[WHAT TO DO]:
If a line includes "SessionCheck", copy it out of the entries.

[DATA UNDER STUDY]:
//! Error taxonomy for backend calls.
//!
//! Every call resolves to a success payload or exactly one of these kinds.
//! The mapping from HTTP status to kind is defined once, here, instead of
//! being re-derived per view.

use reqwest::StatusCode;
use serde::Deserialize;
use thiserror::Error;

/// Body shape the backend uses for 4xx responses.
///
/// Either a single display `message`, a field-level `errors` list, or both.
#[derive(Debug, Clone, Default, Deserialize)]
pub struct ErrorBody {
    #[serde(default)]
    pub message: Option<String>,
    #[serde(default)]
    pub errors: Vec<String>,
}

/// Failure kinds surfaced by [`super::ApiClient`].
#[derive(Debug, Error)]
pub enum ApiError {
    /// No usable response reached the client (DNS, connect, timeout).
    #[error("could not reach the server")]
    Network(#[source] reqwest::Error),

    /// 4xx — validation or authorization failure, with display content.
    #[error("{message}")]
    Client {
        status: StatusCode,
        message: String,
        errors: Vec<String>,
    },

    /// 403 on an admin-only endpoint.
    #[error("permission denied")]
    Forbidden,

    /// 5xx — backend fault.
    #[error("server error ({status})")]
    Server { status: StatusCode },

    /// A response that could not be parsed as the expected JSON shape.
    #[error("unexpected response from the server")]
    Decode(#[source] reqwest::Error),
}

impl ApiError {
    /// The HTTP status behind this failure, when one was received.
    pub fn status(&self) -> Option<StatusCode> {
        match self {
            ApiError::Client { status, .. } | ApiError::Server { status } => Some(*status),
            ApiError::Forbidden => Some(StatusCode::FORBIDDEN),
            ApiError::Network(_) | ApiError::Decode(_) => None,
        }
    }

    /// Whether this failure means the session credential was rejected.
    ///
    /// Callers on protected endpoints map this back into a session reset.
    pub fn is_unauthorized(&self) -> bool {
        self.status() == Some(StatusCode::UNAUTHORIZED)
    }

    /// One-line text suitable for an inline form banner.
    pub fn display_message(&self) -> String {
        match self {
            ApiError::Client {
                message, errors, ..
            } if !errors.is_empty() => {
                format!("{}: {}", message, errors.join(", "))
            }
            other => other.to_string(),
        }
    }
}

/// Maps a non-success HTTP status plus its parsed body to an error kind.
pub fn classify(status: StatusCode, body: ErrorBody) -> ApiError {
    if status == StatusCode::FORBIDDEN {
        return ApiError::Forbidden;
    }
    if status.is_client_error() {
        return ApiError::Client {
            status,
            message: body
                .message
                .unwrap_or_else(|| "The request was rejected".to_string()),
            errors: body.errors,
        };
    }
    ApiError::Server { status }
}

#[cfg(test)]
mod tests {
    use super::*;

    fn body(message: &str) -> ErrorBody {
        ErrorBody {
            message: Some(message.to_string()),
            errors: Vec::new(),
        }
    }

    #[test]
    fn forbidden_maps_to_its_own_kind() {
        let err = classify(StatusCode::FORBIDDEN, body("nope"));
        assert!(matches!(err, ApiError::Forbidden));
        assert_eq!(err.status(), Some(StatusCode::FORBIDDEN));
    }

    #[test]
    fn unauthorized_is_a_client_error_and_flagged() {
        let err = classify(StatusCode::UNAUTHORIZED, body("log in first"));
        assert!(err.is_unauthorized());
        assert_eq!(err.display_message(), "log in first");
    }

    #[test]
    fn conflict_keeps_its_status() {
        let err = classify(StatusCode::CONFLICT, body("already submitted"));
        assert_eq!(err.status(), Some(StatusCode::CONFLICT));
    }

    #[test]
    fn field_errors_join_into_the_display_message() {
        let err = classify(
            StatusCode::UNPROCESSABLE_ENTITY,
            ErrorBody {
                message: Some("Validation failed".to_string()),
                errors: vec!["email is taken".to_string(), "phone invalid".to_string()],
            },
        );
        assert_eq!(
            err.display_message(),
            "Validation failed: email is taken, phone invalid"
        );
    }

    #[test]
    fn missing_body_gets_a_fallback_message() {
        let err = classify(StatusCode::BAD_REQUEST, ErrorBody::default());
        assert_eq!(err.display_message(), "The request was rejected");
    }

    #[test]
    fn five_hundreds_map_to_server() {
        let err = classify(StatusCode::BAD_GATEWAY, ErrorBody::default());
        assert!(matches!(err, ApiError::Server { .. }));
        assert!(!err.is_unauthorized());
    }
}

---

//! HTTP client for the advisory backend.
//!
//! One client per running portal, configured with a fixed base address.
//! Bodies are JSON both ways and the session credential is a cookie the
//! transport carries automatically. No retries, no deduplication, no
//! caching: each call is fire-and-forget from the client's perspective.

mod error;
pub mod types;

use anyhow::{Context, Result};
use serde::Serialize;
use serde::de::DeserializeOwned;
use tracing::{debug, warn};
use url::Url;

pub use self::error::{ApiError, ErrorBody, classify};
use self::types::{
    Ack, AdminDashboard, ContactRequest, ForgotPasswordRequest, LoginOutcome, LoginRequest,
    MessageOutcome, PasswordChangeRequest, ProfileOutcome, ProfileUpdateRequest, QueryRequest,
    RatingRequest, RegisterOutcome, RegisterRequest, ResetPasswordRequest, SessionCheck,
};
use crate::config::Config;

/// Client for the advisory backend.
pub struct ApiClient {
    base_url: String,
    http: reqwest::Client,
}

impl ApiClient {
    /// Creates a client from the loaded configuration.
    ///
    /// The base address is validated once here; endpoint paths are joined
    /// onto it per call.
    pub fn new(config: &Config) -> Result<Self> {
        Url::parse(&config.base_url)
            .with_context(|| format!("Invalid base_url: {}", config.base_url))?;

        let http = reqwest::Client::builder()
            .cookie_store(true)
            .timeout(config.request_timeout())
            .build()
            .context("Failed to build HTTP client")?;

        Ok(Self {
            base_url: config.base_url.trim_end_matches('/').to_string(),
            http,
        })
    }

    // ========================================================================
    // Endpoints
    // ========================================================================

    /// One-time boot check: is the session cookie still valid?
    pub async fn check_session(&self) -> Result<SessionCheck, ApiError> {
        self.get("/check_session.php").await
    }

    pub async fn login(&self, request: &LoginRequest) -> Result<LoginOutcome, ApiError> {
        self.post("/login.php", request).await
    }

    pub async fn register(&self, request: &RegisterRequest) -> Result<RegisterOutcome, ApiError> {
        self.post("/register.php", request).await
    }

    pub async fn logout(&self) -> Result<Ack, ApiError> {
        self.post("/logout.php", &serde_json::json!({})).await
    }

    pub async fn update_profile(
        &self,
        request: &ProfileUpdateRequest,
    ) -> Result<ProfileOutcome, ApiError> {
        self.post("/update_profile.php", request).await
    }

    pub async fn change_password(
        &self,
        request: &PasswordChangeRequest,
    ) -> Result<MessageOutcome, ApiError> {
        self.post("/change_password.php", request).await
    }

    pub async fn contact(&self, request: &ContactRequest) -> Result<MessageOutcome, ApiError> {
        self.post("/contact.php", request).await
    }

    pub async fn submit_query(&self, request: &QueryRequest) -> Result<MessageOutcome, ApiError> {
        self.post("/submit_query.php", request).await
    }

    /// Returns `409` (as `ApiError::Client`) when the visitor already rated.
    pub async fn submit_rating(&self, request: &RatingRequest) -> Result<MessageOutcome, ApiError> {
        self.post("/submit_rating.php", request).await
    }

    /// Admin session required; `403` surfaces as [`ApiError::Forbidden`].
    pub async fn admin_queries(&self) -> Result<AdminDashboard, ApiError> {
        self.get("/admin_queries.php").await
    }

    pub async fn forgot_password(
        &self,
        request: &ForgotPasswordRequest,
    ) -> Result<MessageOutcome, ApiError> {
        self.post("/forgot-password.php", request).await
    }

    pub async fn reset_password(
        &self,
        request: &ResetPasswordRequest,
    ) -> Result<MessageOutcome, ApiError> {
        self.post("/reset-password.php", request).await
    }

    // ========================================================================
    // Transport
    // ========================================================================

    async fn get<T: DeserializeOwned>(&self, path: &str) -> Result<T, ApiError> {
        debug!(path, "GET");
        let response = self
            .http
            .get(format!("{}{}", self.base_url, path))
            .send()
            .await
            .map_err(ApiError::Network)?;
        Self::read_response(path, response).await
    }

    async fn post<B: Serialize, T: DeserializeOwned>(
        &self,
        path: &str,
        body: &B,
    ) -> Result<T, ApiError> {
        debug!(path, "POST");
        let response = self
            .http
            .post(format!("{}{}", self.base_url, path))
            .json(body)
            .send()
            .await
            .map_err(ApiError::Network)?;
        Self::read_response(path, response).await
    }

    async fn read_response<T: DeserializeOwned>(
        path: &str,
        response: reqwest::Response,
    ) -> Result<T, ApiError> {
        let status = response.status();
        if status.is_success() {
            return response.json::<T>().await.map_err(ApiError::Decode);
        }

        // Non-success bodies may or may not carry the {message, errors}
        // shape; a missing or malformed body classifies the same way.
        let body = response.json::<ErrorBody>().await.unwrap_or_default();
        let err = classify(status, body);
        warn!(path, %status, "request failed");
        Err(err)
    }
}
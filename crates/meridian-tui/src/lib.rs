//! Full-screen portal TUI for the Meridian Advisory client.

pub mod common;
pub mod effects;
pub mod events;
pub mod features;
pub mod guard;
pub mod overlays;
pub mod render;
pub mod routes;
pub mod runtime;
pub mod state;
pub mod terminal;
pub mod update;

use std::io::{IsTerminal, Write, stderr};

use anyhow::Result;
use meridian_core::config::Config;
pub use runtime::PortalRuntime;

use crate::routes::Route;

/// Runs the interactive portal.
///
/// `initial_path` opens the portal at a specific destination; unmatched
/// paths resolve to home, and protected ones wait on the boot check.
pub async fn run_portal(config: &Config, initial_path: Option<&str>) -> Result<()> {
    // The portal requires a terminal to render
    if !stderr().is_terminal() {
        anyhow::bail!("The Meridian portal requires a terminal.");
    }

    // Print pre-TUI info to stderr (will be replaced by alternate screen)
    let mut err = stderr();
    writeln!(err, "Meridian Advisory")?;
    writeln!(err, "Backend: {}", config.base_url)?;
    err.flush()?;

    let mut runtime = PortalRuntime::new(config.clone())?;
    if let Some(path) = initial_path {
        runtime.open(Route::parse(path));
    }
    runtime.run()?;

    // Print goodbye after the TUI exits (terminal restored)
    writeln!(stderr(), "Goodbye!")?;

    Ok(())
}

---

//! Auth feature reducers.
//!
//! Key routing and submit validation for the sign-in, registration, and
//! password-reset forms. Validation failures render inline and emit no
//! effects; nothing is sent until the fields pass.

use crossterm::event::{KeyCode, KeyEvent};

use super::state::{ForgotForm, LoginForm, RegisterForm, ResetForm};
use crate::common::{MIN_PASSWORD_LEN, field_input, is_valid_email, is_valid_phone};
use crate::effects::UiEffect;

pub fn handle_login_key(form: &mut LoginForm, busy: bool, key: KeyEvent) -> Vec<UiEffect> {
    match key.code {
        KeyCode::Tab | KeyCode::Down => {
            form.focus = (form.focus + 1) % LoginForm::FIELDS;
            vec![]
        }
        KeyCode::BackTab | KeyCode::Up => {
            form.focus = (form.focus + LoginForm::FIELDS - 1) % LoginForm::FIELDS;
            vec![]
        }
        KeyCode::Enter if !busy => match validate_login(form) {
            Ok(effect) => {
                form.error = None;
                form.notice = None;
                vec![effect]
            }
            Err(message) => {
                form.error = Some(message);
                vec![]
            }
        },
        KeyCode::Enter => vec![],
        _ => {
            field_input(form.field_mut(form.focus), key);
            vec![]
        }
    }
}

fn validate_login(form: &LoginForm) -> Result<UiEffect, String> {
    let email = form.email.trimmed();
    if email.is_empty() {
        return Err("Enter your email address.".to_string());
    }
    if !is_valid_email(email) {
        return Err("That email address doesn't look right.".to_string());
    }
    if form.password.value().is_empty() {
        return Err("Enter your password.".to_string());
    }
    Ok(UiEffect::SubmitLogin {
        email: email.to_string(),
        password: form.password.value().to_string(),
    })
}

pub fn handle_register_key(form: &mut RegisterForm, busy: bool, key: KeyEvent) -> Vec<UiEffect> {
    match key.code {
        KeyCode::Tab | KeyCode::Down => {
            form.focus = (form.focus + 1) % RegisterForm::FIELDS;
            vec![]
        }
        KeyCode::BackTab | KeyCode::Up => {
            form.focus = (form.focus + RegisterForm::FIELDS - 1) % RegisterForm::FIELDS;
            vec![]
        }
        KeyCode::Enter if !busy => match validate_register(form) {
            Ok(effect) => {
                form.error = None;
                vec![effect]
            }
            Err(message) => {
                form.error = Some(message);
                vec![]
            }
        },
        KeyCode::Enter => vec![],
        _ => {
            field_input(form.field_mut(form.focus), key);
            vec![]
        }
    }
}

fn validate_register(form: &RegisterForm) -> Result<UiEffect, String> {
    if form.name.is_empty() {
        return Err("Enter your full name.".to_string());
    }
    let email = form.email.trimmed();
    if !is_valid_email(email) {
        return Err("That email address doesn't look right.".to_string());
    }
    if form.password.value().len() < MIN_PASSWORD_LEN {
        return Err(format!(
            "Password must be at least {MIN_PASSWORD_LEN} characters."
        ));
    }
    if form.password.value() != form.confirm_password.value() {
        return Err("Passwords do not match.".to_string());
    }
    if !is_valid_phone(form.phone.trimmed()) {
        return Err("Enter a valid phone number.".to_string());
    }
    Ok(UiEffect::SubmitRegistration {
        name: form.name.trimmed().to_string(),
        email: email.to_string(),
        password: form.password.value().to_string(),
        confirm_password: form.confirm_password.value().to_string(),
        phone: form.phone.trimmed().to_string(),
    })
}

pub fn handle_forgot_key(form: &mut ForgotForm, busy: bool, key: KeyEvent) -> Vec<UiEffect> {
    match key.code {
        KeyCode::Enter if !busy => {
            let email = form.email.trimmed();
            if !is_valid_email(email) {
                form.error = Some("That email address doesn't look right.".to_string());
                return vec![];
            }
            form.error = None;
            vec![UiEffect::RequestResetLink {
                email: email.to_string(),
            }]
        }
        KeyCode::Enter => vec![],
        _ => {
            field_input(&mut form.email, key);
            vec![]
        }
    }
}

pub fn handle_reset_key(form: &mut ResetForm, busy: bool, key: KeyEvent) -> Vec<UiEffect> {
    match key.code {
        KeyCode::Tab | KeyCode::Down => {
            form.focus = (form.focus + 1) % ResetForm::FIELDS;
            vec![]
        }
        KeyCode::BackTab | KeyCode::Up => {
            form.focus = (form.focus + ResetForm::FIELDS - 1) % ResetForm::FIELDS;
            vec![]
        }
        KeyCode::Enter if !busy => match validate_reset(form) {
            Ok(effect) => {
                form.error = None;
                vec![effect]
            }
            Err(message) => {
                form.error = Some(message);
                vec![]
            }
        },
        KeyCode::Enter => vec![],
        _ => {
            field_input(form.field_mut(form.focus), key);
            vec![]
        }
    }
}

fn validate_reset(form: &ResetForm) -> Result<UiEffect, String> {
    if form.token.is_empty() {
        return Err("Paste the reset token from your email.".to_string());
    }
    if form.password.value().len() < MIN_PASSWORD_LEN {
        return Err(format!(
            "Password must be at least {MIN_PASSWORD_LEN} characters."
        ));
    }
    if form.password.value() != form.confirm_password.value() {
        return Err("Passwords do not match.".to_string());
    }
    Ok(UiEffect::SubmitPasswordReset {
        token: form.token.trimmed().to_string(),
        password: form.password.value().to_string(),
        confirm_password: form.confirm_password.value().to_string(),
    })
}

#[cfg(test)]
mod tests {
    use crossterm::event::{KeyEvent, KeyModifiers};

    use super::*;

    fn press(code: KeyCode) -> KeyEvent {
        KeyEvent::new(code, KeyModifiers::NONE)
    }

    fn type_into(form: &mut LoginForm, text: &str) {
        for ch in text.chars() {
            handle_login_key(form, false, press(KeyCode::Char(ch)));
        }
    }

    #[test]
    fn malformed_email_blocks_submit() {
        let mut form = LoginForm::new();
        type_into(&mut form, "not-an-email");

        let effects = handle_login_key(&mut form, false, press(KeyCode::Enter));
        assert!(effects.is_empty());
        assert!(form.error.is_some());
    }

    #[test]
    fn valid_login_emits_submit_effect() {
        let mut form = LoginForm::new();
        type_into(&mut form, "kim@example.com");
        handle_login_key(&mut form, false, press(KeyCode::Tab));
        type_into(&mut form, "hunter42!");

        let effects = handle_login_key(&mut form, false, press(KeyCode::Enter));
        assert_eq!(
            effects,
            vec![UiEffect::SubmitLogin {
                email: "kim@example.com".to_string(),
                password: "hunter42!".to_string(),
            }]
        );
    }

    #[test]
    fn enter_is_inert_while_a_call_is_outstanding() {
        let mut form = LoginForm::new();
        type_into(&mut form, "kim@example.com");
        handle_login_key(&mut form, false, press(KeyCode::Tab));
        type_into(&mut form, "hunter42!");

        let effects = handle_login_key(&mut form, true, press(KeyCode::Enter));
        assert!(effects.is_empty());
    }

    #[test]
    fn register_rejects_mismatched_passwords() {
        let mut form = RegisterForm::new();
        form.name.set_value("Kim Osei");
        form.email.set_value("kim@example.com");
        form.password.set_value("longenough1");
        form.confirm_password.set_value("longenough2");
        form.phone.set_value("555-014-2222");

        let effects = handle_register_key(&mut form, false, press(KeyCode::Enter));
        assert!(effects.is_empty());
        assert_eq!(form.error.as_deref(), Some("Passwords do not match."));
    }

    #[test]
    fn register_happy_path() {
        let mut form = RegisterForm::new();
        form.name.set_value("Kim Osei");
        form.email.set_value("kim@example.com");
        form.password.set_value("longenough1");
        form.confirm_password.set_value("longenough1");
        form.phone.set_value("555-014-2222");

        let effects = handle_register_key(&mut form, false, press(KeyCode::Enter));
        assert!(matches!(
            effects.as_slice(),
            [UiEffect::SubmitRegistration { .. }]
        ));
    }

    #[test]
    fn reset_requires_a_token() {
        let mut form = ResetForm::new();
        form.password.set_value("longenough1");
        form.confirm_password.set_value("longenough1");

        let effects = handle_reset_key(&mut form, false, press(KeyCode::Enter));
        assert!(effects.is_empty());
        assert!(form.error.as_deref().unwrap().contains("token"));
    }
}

[REPLY]:
    RatingRequest, RegisterOutcome, RegisterRequest, ResetPasswordRequest, SessionCheck,
    pub async fn check_session(&self) -> Result<SessionCheck, ApiError> {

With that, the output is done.